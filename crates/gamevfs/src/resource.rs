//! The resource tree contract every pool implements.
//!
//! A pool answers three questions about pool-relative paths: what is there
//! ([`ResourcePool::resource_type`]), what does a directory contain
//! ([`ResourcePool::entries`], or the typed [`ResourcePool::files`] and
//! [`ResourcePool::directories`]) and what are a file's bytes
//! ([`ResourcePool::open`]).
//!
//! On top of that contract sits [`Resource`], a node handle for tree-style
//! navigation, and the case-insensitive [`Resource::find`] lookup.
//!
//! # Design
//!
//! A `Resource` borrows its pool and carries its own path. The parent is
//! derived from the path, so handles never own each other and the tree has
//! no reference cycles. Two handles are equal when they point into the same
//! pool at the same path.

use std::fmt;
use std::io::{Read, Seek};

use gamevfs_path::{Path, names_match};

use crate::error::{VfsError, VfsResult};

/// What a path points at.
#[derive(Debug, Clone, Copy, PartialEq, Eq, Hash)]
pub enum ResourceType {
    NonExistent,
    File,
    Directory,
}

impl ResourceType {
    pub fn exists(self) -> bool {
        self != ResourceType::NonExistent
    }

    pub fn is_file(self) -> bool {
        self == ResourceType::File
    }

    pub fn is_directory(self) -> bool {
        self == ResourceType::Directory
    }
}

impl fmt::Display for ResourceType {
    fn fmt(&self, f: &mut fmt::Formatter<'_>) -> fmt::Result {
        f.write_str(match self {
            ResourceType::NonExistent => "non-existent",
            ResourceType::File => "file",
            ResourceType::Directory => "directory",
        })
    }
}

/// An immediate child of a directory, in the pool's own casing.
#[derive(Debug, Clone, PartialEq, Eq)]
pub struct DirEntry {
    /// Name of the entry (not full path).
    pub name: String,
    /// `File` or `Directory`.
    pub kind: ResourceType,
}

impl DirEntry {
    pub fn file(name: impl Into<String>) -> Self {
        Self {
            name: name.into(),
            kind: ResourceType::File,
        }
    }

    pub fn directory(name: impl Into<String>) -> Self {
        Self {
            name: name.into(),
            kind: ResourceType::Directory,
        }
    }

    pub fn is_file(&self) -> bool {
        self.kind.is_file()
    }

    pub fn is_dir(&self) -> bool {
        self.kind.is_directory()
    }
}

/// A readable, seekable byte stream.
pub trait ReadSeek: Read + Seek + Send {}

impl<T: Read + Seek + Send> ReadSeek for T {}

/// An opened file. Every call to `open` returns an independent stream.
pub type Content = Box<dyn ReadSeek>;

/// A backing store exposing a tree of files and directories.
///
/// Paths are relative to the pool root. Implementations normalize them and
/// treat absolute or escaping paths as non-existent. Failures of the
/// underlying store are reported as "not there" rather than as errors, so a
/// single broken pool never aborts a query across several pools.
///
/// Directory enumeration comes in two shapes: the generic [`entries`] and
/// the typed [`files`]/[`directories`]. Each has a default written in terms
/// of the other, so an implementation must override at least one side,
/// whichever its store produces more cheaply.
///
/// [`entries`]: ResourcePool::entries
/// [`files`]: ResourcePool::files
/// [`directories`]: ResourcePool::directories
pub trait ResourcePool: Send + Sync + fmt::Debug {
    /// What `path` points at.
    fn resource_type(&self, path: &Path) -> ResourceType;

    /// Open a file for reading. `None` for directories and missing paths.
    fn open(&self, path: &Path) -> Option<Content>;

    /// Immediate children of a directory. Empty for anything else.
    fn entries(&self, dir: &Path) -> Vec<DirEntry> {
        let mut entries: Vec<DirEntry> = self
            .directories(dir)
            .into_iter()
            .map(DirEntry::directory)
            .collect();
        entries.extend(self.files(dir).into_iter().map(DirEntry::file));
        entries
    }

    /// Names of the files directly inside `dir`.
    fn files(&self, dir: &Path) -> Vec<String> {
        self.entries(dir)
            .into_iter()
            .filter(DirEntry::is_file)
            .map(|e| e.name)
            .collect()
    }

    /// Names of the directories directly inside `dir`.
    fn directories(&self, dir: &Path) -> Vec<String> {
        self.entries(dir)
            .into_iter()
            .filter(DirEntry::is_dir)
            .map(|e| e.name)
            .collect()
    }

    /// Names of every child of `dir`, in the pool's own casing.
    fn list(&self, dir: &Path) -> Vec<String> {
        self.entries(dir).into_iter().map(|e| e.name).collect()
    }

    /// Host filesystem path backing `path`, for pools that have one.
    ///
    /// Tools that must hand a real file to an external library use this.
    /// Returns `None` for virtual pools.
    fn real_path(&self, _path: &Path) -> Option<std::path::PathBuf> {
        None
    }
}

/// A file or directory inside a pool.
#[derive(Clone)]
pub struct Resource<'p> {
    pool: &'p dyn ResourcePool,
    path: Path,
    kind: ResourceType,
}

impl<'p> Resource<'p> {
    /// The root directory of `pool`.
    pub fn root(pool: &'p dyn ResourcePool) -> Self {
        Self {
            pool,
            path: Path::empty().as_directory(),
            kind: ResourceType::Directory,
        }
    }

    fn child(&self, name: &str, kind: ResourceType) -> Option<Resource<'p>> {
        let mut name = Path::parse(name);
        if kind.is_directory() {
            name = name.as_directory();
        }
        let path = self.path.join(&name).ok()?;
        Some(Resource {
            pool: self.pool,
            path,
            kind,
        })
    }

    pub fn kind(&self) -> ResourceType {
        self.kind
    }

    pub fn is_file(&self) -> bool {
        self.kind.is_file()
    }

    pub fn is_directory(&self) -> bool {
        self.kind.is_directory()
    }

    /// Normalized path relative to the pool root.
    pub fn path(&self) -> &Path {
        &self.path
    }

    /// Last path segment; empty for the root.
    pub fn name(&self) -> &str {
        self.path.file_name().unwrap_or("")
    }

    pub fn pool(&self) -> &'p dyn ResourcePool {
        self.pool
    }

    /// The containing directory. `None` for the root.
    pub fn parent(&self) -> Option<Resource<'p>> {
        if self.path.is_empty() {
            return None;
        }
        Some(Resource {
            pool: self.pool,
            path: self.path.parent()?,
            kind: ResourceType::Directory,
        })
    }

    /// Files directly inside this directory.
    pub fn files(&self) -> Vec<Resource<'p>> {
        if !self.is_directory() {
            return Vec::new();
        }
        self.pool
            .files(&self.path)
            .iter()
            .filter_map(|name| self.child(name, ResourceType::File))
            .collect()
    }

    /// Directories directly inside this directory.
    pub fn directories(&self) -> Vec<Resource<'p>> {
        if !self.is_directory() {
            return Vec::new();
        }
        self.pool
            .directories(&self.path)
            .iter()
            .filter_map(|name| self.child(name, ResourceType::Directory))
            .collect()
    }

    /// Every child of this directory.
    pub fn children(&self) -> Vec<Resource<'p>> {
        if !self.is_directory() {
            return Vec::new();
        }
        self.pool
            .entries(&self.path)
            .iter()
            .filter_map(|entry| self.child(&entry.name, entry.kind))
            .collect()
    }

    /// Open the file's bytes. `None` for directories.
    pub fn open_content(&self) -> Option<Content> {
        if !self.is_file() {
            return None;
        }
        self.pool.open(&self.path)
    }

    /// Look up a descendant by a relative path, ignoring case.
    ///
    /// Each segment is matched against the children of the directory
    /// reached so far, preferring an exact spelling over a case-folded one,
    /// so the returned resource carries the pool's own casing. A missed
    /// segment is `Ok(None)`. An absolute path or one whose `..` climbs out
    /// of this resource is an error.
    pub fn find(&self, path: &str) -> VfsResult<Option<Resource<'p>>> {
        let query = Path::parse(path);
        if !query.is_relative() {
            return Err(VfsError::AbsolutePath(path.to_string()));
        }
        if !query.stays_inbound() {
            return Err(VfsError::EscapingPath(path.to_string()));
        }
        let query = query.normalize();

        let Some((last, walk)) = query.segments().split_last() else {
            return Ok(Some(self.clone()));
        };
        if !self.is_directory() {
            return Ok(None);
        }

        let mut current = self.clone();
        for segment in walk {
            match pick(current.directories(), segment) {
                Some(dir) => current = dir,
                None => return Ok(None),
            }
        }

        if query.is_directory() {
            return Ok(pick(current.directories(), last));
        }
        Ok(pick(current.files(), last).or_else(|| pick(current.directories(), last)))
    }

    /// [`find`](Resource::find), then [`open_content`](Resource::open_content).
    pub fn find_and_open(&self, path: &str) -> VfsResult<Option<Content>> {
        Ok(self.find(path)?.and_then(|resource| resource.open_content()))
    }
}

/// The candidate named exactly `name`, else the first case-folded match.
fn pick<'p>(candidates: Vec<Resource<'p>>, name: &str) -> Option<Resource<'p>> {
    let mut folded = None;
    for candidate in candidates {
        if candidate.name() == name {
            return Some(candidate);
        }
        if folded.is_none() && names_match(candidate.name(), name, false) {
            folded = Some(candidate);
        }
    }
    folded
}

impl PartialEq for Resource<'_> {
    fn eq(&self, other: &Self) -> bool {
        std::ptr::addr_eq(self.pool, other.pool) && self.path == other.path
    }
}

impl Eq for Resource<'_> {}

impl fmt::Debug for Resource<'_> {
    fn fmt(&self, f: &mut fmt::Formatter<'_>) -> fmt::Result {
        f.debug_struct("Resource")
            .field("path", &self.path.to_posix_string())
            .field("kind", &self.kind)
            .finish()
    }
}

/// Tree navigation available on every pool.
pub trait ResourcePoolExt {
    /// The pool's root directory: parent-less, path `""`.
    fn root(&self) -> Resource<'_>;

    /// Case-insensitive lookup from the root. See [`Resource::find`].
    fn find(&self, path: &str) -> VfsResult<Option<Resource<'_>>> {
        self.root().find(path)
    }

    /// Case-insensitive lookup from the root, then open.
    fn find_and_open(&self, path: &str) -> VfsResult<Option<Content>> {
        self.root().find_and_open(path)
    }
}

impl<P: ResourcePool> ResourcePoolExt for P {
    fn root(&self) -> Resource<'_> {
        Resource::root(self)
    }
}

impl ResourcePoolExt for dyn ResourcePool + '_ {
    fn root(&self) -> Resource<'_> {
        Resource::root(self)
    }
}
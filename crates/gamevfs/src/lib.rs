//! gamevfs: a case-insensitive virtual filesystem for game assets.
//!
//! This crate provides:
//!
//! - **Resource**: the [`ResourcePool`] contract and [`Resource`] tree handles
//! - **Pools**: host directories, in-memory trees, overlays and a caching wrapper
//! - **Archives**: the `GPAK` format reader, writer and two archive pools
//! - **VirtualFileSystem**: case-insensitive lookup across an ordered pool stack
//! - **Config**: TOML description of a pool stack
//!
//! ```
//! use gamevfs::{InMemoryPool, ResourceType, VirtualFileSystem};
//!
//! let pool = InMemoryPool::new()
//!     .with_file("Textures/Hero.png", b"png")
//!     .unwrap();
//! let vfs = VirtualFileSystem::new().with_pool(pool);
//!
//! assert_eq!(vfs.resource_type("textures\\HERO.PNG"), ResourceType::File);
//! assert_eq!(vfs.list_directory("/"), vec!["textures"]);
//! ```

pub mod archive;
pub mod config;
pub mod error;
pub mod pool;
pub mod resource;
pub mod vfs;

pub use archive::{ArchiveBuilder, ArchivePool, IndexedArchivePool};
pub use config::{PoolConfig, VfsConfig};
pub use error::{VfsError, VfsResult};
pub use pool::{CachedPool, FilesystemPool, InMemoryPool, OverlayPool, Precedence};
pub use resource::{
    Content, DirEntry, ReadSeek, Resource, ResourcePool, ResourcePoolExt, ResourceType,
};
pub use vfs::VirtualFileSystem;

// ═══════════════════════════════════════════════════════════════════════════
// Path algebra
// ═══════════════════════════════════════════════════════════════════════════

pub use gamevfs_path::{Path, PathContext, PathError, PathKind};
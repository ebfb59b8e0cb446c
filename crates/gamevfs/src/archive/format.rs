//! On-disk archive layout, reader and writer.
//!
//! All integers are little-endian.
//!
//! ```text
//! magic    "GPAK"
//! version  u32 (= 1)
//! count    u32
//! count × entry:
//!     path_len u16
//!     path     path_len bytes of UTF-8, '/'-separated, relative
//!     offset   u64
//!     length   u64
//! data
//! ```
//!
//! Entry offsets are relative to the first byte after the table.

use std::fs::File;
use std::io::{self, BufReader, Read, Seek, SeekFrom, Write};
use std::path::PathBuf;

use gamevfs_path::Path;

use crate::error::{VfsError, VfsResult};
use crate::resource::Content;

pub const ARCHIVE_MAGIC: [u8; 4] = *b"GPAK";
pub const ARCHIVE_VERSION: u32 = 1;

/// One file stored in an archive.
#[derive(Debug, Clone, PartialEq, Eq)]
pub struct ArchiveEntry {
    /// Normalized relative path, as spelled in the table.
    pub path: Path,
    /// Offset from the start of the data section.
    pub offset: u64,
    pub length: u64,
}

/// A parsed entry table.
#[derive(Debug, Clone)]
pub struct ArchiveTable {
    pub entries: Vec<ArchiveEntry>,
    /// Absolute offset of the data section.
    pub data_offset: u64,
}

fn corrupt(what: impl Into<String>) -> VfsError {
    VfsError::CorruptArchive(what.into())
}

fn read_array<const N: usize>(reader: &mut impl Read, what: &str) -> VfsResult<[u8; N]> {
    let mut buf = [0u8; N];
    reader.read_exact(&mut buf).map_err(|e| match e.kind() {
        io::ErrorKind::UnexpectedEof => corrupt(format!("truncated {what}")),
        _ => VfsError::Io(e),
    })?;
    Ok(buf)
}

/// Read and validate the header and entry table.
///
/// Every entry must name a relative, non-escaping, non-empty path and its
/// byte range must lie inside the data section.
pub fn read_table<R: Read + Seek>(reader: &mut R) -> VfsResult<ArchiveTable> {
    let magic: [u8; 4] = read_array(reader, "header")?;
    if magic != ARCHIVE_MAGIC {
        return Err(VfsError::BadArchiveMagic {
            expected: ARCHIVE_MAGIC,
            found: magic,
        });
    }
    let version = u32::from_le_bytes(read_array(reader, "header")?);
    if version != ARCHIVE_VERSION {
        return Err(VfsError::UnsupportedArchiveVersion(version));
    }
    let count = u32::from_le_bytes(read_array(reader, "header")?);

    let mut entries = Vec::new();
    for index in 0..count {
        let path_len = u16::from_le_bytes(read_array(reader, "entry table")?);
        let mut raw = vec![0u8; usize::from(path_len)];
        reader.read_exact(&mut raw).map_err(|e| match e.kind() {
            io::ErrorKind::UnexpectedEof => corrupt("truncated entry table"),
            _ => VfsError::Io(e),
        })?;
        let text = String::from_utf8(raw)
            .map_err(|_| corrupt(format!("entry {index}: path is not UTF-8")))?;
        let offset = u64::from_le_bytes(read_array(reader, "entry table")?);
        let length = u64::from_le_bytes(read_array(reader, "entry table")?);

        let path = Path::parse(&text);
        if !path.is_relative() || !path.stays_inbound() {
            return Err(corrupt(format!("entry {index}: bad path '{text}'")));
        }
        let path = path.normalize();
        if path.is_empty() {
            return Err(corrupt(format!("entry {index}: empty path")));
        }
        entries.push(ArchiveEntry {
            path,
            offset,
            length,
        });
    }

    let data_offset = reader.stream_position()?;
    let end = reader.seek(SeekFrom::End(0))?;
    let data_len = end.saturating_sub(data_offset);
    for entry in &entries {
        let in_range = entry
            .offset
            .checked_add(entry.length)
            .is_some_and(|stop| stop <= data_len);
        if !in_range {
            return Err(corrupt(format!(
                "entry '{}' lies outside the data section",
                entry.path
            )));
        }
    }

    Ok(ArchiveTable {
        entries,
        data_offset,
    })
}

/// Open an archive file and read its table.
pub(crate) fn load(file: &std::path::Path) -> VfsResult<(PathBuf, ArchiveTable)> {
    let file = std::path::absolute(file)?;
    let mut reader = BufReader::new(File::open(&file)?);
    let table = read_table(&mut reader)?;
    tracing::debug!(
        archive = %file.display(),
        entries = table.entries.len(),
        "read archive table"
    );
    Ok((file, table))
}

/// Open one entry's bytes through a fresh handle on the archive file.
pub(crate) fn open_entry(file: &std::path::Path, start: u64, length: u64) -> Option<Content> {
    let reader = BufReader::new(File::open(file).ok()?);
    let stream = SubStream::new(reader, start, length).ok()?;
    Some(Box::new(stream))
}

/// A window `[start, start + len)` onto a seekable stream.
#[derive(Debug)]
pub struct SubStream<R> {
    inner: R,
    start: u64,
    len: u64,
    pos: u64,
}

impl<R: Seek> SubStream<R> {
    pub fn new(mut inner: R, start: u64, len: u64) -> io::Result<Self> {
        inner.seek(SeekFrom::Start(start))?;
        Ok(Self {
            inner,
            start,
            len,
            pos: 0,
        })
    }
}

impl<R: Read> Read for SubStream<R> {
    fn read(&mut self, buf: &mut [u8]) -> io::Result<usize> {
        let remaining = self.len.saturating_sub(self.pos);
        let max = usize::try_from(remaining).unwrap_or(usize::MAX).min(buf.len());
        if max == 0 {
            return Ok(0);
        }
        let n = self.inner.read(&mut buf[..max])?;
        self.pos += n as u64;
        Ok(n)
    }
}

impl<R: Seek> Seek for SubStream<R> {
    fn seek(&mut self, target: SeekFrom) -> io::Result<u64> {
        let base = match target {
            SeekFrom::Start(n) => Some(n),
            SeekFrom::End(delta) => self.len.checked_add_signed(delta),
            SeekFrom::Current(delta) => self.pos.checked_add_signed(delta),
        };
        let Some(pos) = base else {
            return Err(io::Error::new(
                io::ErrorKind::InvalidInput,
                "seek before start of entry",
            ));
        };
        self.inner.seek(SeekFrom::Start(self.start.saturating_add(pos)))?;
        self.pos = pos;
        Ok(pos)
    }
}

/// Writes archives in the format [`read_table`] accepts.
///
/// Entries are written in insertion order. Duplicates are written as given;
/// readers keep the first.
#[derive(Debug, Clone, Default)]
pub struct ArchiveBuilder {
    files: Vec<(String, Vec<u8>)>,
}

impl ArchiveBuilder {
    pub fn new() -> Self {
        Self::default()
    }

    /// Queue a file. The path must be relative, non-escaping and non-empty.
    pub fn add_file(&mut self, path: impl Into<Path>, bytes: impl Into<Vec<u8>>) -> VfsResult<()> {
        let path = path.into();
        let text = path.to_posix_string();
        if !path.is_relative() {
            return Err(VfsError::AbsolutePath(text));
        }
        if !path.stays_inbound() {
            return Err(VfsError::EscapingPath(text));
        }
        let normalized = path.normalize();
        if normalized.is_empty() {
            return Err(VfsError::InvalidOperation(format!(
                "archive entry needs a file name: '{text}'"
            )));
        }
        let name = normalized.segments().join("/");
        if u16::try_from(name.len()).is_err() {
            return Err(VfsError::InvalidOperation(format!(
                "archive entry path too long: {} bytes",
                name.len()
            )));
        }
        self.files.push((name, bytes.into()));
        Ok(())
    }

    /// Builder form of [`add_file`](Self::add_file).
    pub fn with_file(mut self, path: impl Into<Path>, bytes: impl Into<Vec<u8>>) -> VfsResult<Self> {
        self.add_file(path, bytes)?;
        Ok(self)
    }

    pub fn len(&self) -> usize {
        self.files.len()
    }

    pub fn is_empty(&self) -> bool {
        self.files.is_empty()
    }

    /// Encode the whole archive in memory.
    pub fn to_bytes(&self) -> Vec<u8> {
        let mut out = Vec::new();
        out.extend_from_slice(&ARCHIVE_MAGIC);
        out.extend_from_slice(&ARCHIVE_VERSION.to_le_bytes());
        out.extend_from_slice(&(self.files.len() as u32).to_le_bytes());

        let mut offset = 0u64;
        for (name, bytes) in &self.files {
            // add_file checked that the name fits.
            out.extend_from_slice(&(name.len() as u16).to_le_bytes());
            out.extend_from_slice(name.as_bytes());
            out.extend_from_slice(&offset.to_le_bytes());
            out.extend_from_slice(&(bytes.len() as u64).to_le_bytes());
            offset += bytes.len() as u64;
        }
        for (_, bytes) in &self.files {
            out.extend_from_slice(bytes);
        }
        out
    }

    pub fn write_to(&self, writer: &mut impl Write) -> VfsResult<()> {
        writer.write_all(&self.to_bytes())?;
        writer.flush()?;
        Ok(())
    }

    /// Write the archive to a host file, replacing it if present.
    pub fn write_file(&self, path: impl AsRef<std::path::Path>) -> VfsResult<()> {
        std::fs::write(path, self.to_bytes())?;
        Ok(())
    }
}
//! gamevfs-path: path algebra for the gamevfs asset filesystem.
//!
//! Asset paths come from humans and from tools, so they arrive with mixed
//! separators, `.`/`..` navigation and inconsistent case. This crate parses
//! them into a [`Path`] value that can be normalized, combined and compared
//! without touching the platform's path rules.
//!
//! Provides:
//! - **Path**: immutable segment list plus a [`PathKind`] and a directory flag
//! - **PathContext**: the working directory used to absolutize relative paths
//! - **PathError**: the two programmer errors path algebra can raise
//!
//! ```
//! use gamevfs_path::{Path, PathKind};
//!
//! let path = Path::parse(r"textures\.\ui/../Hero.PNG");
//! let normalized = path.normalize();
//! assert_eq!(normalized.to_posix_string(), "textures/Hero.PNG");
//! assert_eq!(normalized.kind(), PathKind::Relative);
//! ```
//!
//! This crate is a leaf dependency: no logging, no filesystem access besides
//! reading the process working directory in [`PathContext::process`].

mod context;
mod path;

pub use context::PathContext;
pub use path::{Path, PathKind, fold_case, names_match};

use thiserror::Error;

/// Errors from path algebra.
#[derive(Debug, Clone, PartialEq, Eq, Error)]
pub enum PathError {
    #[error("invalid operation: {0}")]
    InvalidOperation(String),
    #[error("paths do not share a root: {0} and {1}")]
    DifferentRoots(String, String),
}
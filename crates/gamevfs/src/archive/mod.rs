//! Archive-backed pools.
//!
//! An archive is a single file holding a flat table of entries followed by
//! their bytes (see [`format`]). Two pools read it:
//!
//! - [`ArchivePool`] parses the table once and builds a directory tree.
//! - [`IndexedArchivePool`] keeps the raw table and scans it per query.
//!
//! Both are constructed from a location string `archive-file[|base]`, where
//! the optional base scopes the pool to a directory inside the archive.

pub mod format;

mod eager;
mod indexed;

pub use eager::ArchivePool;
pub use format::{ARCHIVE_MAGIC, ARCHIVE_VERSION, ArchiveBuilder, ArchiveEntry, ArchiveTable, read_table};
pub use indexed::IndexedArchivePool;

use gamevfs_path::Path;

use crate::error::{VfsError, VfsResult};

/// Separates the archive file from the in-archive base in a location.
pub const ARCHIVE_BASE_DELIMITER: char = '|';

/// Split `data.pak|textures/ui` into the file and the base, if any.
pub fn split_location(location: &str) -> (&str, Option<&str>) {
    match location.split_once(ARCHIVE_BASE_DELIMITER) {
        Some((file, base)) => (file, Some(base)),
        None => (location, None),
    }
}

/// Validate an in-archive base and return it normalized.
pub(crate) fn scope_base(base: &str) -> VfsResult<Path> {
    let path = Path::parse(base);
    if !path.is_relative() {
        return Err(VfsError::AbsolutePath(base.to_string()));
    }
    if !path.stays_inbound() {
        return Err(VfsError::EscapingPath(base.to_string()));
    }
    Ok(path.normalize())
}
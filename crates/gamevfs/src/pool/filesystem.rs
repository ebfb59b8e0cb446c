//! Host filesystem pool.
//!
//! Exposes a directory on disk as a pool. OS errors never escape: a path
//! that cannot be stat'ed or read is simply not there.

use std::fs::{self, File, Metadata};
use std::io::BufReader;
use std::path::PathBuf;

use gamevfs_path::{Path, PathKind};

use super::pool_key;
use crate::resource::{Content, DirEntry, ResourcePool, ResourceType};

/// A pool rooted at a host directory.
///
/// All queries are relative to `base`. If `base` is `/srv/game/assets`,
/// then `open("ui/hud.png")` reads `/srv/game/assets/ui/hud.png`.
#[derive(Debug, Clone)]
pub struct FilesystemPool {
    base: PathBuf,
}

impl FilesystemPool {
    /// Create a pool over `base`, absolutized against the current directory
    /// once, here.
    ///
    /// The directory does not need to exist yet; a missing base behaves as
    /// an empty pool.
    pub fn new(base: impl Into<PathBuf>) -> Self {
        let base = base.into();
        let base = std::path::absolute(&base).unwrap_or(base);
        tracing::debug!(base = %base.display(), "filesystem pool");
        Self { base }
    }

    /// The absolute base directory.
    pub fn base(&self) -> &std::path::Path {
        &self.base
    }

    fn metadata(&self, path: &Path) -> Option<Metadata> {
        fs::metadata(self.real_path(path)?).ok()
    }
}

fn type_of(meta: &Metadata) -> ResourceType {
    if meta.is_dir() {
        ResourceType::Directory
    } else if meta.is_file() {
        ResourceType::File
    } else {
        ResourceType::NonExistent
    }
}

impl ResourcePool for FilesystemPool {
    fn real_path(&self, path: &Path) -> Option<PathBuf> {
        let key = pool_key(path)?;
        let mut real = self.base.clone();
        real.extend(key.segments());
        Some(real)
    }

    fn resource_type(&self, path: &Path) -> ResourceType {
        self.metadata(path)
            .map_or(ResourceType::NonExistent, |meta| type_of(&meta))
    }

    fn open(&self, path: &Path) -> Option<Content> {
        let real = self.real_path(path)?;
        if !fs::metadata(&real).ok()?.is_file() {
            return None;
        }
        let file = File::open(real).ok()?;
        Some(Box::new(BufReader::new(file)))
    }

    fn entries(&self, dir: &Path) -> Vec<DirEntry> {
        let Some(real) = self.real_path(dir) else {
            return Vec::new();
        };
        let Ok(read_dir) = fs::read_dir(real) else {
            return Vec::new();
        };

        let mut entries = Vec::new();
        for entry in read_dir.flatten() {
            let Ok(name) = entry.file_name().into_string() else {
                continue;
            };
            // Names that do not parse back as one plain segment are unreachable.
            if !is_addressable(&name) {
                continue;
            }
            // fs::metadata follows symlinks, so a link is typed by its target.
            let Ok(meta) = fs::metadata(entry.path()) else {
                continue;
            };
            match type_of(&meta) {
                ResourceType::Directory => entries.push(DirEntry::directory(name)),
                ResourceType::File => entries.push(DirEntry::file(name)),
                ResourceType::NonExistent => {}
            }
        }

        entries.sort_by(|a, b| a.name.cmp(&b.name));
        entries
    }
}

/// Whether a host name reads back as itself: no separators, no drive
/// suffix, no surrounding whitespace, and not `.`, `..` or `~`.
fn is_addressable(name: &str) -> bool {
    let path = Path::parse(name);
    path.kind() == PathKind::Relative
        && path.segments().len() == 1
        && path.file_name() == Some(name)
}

_Task_.
For the word "ResourcePoolExt", tally the lines above that hold it and answer with the number alone.

_Task output_.
4